=== Exercise materials ===

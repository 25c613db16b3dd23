//! Arithmetic Transformer - Derive a meter from several others
//!
//! Caches the latest sample of every referenced meter per resource. Once a
//! resource has a value for all of them the expression is evaluated, one
//! derived sample is emitted and that resource's cache is cleared.
//!
//! # Example
//!
//! ```toml
//! [[pipelines.memory.transformers]]
//! type = "arithmetic"
//! expression = "$(memory.usage) * 100 / $(memory)"
//! target_name = "memory_util"
//! target_unit = "%"
//! ```

mod config;

pub use config::ArithmeticConfig;

use std::collections::HashMap;

use tally_config::TransformerInstanceConfig;
use tally_protocol::Sample;
use tracing::debug;

use crate::registry::TransformerFactory;
use crate::{TransformError, TransformResult, Transformer};

#[cfg(test)]
#[path = "mod_test.rs"]
mod tests;

/// Arithmetic transformer
///
/// State is keyed by resource id; each entry holds the latest sample per
/// referenced meter.
pub struct ArithmeticTransformer {
    config: ArithmeticConfig,
    cache: HashMap<String, HashMap<String, Sample>>,
}

impl ArithmeticTransformer {
    pub fn new(config: ArithmeticConfig) -> TransformResult<Self> {
        config.validate().map_err(TransformError::config)?;
        Ok(Self {
            config,
            cache: HashMap::new(),
        })
    }

    /// Resources currently waiting for more meters
    pub fn pending_resources(&self) -> usize {
        self.cache.len()
    }

    fn is_complete(&self, cached: &HashMap<String, Sample>) -> bool {
        self.config
            .expression
            .references()
            .iter()
            .all(|meter| cached.contains_key(meter))
    }

    fn evaluate(&self, cached: &HashMap<String, Sample>, trigger: &Sample) -> TransformResult<Sample> {
        let values: HashMap<String, f64> = cached
            .iter()
            .map(|(name, sample)| (name.clone(), sample.volume))
            .collect();
        let volume = self.config.expression.evaluate(&values)?;

        // Newest input carries the timestamp of the derived sample.
        let latest = cached
            .values()
            .max_by_key(|s| s.timestamp)
            .unwrap_or(trigger);

        Ok(latest.derive(
            self.config.target_name.clone(),
            self.config.target_type,
            self.config.target_unit.clone(),
            volume,
        ))
    }
}

impl Transformer for ArithmeticTransformer {
    fn transform(&mut self, sample: Sample) -> TransformResult<Vec<Sample>> {
        if !self.config.expression.references_meter(&sample.name) {
            return Ok(vec![sample]);
        }

        let cached = self.cache.entry(sample.resource_id.clone()).or_default();
        cached.insert(sample.name.clone(), sample.clone());

        let mut out = Vec::with_capacity(2);
        if self.config.passthrough {
            out.push(sample.clone());
        }

        let complete = self
            .cache
            .get(&sample.resource_id)
            .is_some_and(|cached| self.is_complete(cached));
        if !complete {
            return Ok(out);
        }

        // Evaluated or not, a complete resource starts over.
        let Some(cached) = self.cache.remove(&sample.resource_id) else {
            return Ok(out);
        };
        let derived = self.evaluate(&cached, &sample)?;
        debug!(
            target_name = %derived.name,
            resource_id = %derived.resource_id,
            volume = derived.volume,
            "arithmetic sample derived"
        );
        out.push(derived);
        Ok(out)
    }

    fn flush(&mut self) -> TransformResult<Vec<Sample>> {
        if self.cache.is_empty() {
            return Ok(Vec::new());
        }

        let mut resources: Vec<String> = self.cache.drain().map(|(resource, _)| resource).collect();
        resources.sort();
        Err(TransformError::Incomplete {
            target: self.config.target_name.clone(),
            resources,
        })
    }

    fn name(&self) -> &'static str {
        "arithmetic"
    }

    fn enabled(&self) -> bool {
        self.config.enabled
    }
}

/// Factory for the `arithmetic` type
#[derive(Debug, Clone, Copy, Default)]
pub struct ArithmeticFactory;

impl TransformerFactory for ArithmeticFactory {
    fn create(&self, config: &TransformerInstanceConfig) -> TransformResult<Box<dyn Transformer>> {
        let arithmetic = ArithmeticConfig::try_from(config).map_err(TransformError::config)?;
        Ok(Box::new(ArithmeticTransformer::new(arithmetic)?))
    }

    fn name(&self) -> &'static str {
        "arithmetic"
    }
}
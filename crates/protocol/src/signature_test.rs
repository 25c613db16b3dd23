//! Tests for message signatures

use crate::{SIGNATURE_FIELD, signature};
use serde_json::{Map, Value, json};

fn payload() -> Map<String, Value> {
    match json!({"name": "cpu", "volume": 1.5, "resource_id": "vm-1"}) {
        Value::Object(map) => map,
        _ => unreachable!(),
    }
}

#[test]
fn test_sign_then_verify() {
    let mut fields = payload();
    signature::sign(&mut fields, b"secret").unwrap();

    let sig = fields[SIGNATURE_FIELD].as_str().unwrap().to_string();
    assert_eq!(sig.len(), 64);
    assert!(signature::verify(&fields, b"secret", &sig));
}

#[test]
fn test_wrong_secret_fails() {
    let fields = payload();
    let sig = signature::compute(&fields, b"secret").unwrap();
    assert!(!signature::verify(&fields, b"other", &sig));
}

#[test]
fn test_tampered_field_fails() {
    let mut fields = payload();
    let sig = signature::compute(&fields, b"secret").unwrap();
    fields.insert("volume".into(), json!(2.5));
    assert!(!signature::verify(&fields, b"secret", &sig));
}

#[test]
fn test_field_order_does_not_matter() {
    let a = payload();
    let mut b = Map::new();
    b.insert("resource_id".into(), json!("vm-1"));
    b.insert("volume".into(), json!(1.5));
    b.insert("name".into(), json!("cpu"));

    assert_eq!(
        signature::compute(&a, b"k").unwrap(),
        signature::compute(&b, b"k").unwrap()
    );
}

#[test]
fn test_garbage_signature_fails() {
    assert!(!signature::verify(&payload(), b"secret", "not-hex"));
    assert!(!signature::verify(&payload(), b"secret", "abcd"));
}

===

Instructions for the task: Of all the entries above, output exactly the lines between the one holding "fn create(&self, config: &TransformerInstanceConfig)" and the one holding "let a = payload();", inclusive.

Solution to the exercise:
    fn create(&self, config: &TransformerInstanceConfig) -> TransformResult<Box<dyn Transformer>> {
        let arithmetic = ArithmeticConfig::try_from(config).map_err(TransformError::config)?;
        Ok(Box::new(ArithmeticTransformer::new(arithmetic)?))
    }

    fn name(&self) -> &'static str {
        "arithmetic"
    }
}
filename crates/protocol/src/signature_test.rs
repository 25c613db16b3dd23
//! Tests for message signatures

use crate::{SIGNATURE_FIELD, signature};
use serde_json::{Map, Value, json};

fn payload() -> Map<String, Value> {
    match json!({"name": "cpu", "volume": 1.5, "resource_id": "vm-1"}) {
        Value::Object(map) => map,
        _ => unreachable!(),
    }
}

#[test]
fn test_sign_then_verify() {
    let mut fields = payload();
    signature::sign(&mut fields, b"secret").unwrap();

    let sig = fields[SIGNATURE_FIELD].as_str().unwrap().to_string();
    assert_eq!(sig.len(), 64);
    assert!(signature::verify(&fields, b"secret", &sig));
}

#[test]
fn test_wrong_secret_fails() {
    let fields = payload();
    let sig = signature::compute(&fields, b"secret").unwrap();
    assert!(!signature::verify(&fields, b"other", &sig));
}

#[test]
fn test_tampered_field_fails() {
    let mut fields = payload();
    let sig = signature::compute(&fields, b"secret").unwrap();
    fields.insert("volume".into(), json!(2.5));
    assert!(!signature::verify(&fields, b"secret", &sig));
}

#[test]
fn test_field_order_does_not_matter() {
    let a = payload();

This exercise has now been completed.